* The problem:
Which lines below fall between the one containing "use prometheus_client::metrics::MetricType;" and the one containing "#[derive(Debug, Clone, Copy, PartialEq)]"? Repeat them exactly, counting both of those lines, and add nothing else.

* Source information:
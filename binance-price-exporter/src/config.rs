//! Configuration for the price exporter.

use serde::{Deserialize, Serialize};
use std::path::Path;
use std::time::Duration;
use thiserror::Error;

/// Configuration errors.
#[derive(Debug, Error)]
pub enum ConfigError {
    #[error("Failed to read config file: {0}")]
    Io(#[from] std::io::Error),
    #[error("Failed to parse config: {0}")]
    Parse(#[from] json5::Error),
    #[error("Validation error: {0}")]
    Validation(String),
}

/// Complete exporter configuration.
#[derive(Debug, Clone, Default, Serialize, Deserialize)]
pub struct ExporterConfig {
    /// Upstream price API settings.
    #[serde(default)]
    pub upstream: UpstreamConfig,

    /// Prometheus exporter settings.
    #[serde(default)]
    pub prometheus: PrometheusConfig,

    /// Price cache settings.
    #[serde(default)]
    pub cache: CacheConfig,

    /// Logging configuration.
    #[serde(default)]
    pub logging: LoggingConfig,
}

/// Upstream ticker API configuration.
#[derive(Debug, Clone, Serialize, Deserialize)]
pub struct UpstreamConfig {
    /// Ticker price endpoint (default: Binance `/api/v3/ticker/price`).
    #[serde(default = "default_base_url")]
    pub base_url: String,

    /// Per-request timeout in seconds. Unset keeps the client default.
    #[serde(default)]
    pub timeout_secs: Option<u64>,

    /// Environment variable holding the comma-separated symbol override.
    #[serde(default = "default_symbols_env")]
    pub symbols_env: String,
}

fn default_base_url() -> String {
    "https://api.binance.com/api/v3/ticker/price".to_string()
}

fn default_symbols_env() -> String {
    "SYMBOLS".to_string()
}

impl UpstreamConfig {
    /// Request timeout, if one is configured.
    pub fn timeout(&self) -> Option<Duration> {
        self.timeout_secs.map(Duration::from_secs)
    }
}

impl Default for UpstreamConfig {
    fn default() -> Self {
        Self {
            base_url: default_base_url(),
            timeout_secs: None,
            symbols_env: default_symbols_env(),
        }
    }
}

/// Prometheus HTTP endpoint configuration.
#[derive(Debug, Clone, Serialize, Deserialize)]
pub struct PrometheusConfig {
    /// Address to listen on (default: "0.0.0.0:8080").
    #[serde(default = "default_listen")]
    pub listen: String,

    /// Path for metrics endpoint (default: "/metrics").
    #[serde(default = "default_path")]
    pub path: String,

    /// Name of the price gauge (default: "binance_crypto_price").
    #[serde(default = "default_metric_name")]
    pub metric_name: String,

    /// Expose process metrics alongside the prices (default: true).
    #[serde(default = "default_process_metrics")]
    pub process_metrics: bool,
}

fn default_listen() -> String {
    "0.0.0.0:8080".to_string()
}

fn default_path() -> String {
    "/metrics".to_string()
}

fn default_metric_name() -> String {
    "binance_crypto_price".to_string()
}

fn default_process_metrics() -> bool {
    true
}

impl Default for PrometheusConfig {
    fn default() -> Self {
        Self {
            listen: default_listen(),
            path: default_path(),
            metric_name: default_metric_name(),
            process_metrics: default_process_metrics(),
        }
    }
}

/// Price cache configuration.
///
/// Every scrape fetches fresh prices unless `ttl_secs` is set.
#[derive(Debug, Clone, Default, Serialize, Deserialize)]
pub struct CacheConfig {
    /// How long a successful fetch may be reused (seconds, 0 = disabled).
    #[serde(default)]
    pub ttl_secs: u64,
}

impl CacheConfig {
    /// Cache lifetime, or `None` when caching is disabled.
    pub fn ttl(&self) -> Option<Duration> {
        (self.ttl_secs > 0).then(|| Duration::from_secs(self.ttl_secs))
    }
}

/// Logging configuration.
#[derive(Debug, Clone, Serialize, Deserialize)]
pub struct LoggingConfig {
    /// Log level: "trace", "debug", "info", "warn", "error".
    #[serde(default = "default_log_level")]
    pub level: String,

    /// Log output format: "text" or "json".
    #[serde(default)]
    pub format: LogFormat,
}

fn default_log_level() -> String {
    "info".to_string()
}

impl Default for LoggingConfig {
    fn default() -> Self {
        Self {
            level: default_log_level(),
            format: LogFormat::default(),
        }
    }
}

/// Log output format.
#[derive(Debug, Clone, Copy, Default, PartialEq, Eq, Serialize, Deserialize)]
#[serde(rename_all = "lowercase")]
pub enum LogFormat {
    #[default]
    Text,
    Json,
}

impl ExporterConfig {
    /// Load configuration from a JSON5 file.
    pub fn load_from_file<P: AsRef<Path>>(path: P) -> Result<Self, ConfigError> {
        let content = std::fs::read_to_string(path)?;
        Self::parse(&content)
    }

    /// Parse configuration from a JSON5 string.
    pub fn parse(content: &str) -> Result<Self, ConfigError> {
        let config: ExporterConfig = json5::from_str(content)?;
        config.validate()?;
        Ok(config)
    }

    /// Validate the configuration.
    pub fn validate(&self) -> Result<(), ConfigError> {
        if self
            .prometheus
            .listen
            .parse::<std::net::SocketAddr>()
            .is_err()
        {
            return Err(ConfigError::Validation(format!(
                "Invalid listen address: {}",
                self.prometheus.listen
            )));
        }

        if !self.prometheus.path.starts_with('/') {
            return Err(ConfigError::Validation(
                "Metrics path must start with /".to_string(),
            ));
        }

        if self.prometheus.path == "/health" {
            return Err(ConfigError::Validation(
                "Metrics path conflicts with /health".to_string(),
            ));
        }

        // The router treats these as path parameters and wildcards.
        if self.prometheus.path.contains([':', '*']) {
            return Err(ConfigError::Validation(format!(
                "Metrics path must not contain ':' or '*': {}",
                self.prometheus.path
            )));
        }

        if !is_valid_metric_name(&self.prometheus.metric_name) {
            return Err(ConfigError::Validation(format!(
                "Invalid metric name: {:?}",
                self.prometheus.metric_name
            )));
        }

        if reqwest::Url::parse(&self.upstream.base_url).is_err() {
            return Err(ConfigError::Validation(format!(
                "Invalid upstream base_url: {}",
                self.upstream.base_url
            )));
        }

        if self.upstream.timeout_secs == Some(0) {
            return Err(ConfigError::Validation(
                "timeout_secs must be > 0 when set".to_string(),
            ));
        }

        if self.upstream.symbols_env.is_empty() {
            return Err(ConfigError::Validation(
                "symbols_env must not be empty".to_string(),
            ));
        }

        Ok(())
    }
}

/// Prometheus metric names must match `[a-zA-Z_:][a-zA-Z0-9_:]*`.
fn is_valid_metric_name(name: &str) -> bool {
    let mut chars = name.chars();
    match chars.next() {
        Some(c) if c.is_ascii_alphabetic() || c == '_' || c == ':' => {}
        _ => return false,
    }
    chars.all(|c| c.is_ascii_alphanumeric() || c == '_' || c == ':')
}
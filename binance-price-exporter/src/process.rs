//! Process metrics collected at render time.

use parking_lot::Mutex;
use prometheus_client::collector::Collector;
use prometheus_client::encoding::{DescriptorEncoder, EncodeMetric};
use prometheus_client::metrics::MetricType;
use prometheus_client::metrics::gauge::ConstGauge;
use sysinfo::{Pid, ProcessRefreshKind, ProcessesToUpdate, System};

/// Point-in-time resource usage of the exporter process.
#[derive(Debug, Clone, Copy, PartialEq)]
pub struct ProcessSample {
    pub resident_memory_bytes: u64,
    pub virtual_memory_bytes: u64,
    pub start_time_seconds: u64,
    pub cpu_usage_percent: f32,
}

/// Collector exposing `process_*` gauges for the current process.
///
/// The process entry is refreshed on every encode, so values track the
/// scrape that renders them.
#[derive(Debug)]
pub struct ProcessCollector {
    system: Mutex<System>,
    pid: Pid,
}

impl ProcessCollector {
    /// Create a collector for the running process.
    ///
    /// Returns `None` on platforms where sysinfo cannot resolve the current pid.
    pub fn new() -> Option<Self> {
        let pid = sysinfo::get_current_pid().ok()?;
        Some(Self {
            system: Mutex::new(System::new()),
            pid,
        })
    }

    /// Refresh and read the current process usage.
    pub fn sample(&self) -> Option<ProcessSample> {
        let mut system = self.system.lock();
        system.refresh_processes_specifics(
            ProcessesToUpdate::Some(&[self.pid]),
            true,
            ProcessRefreshKind::nothing().with_memory().with_cpu(),
        );

        let process = system.process(self.pid)?;
        Some(ProcessSample {
            resident_memory_bytes: process.memory(),
            virtual_memory_bytes: process.virtual_memory(),
            start_time_seconds: process.start_time(),
            cpu_usage_percent: process.cpu_usage(),
        })
    }
}

impl Collector for ProcessCollector {
    fn encode(&self, mut encoder: DescriptorEncoder) -> Result<(), std::fmt::Error> {
        let Some(sample) = self.sample() else {
            return Ok(());
        };

        let gauges = [
            (
                "process_resident_memory_bytes",
                "Resident memory size in bytes.",
                sample.resident_memory_bytes as f64,
            ),
            (
                "process_virtual_memory_bytes",
                "Virtual memory size in bytes.",
                sample.virtual_memory_bytes as f64,
            ),
            (
                "process_start_time_seconds",
                "Start time of the process since unix epoch in seconds.",
                sample.start_time_seconds as f64,
            ),
            (
                "process_cpu_usage_percent",
                "CPU usage of the process since the previous scrape, in percent.",
                f64::from(sample.cpu_usage_percent),
            ),
        ];

        for (name, help, value) in gauges {
            let metric_encoder = encoder.encode_descriptor(name, help, None, MetricType::Gauge)?;
            ConstGauge::new(value).encode(metric_encoder)?;
        }

        Ok(())
    }
}
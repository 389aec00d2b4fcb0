//! Resolution of the symbol list tracked on each scrape.

/// Symbols tracked when no override is configured.
pub const DEFAULT_SYMBOLS: [&str; 3] = ["BTCUSDT", "ETHUSDT", "BNBUSDT"];

/// Resolves symbols from an environment variable, falling back to
/// [`DEFAULT_SYMBOLS`].
///
/// The variable is read on every call so that a changed environment is
/// picked up by the next scrape.
#[derive(Debug, Clone)]
pub struct SymbolResolver {
    env_var: String,
}

impl SymbolResolver {
    /// Create a resolver reading the given environment variable.
    pub fn new(env_var: impl Into<String>) -> Self {
        Self {
            env_var: env_var.into(),
        }
    }

    /// Name of the override variable.
    pub fn env_var(&self) -> &str {
        &self.env_var
    }

    /// Resolve the current symbol list. Never fails.
    pub fn resolve(&self) -> Vec<String> {
        let value = std::env::var(&self.env_var).ok();
        symbols_from_override(value.as_deref())
    }
}

/// Split a comma-separated override into symbols.
///
/// Elements are kept as-is: no trimming, no case normalisation, and empty
/// elements between commas are preserved. A missing or empty override
/// yields [`DEFAULT_SYMBOLS`].
pub fn symbols_from_override(value: Option<&str>) -> Vec<String> {
    match value {
        Some(v) if !v.is_empty() => v.split(',').map(str::to_string).collect(),
        _ => DEFAULT_SYMBOLS.iter().map(|s| s.to_string()).collect(),
    }
}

* Solution to the problem:
use prometheus_client::metrics::MetricType;
use prometheus_client::metrics::gauge::ConstGauge;
use sysinfo::{Pid, ProcessRefreshKind, ProcessesToUpdate, System};

/// Point-in-time resource usage of the exporter process.
#[derive(Debug, Clone, Copy, PartialEq)]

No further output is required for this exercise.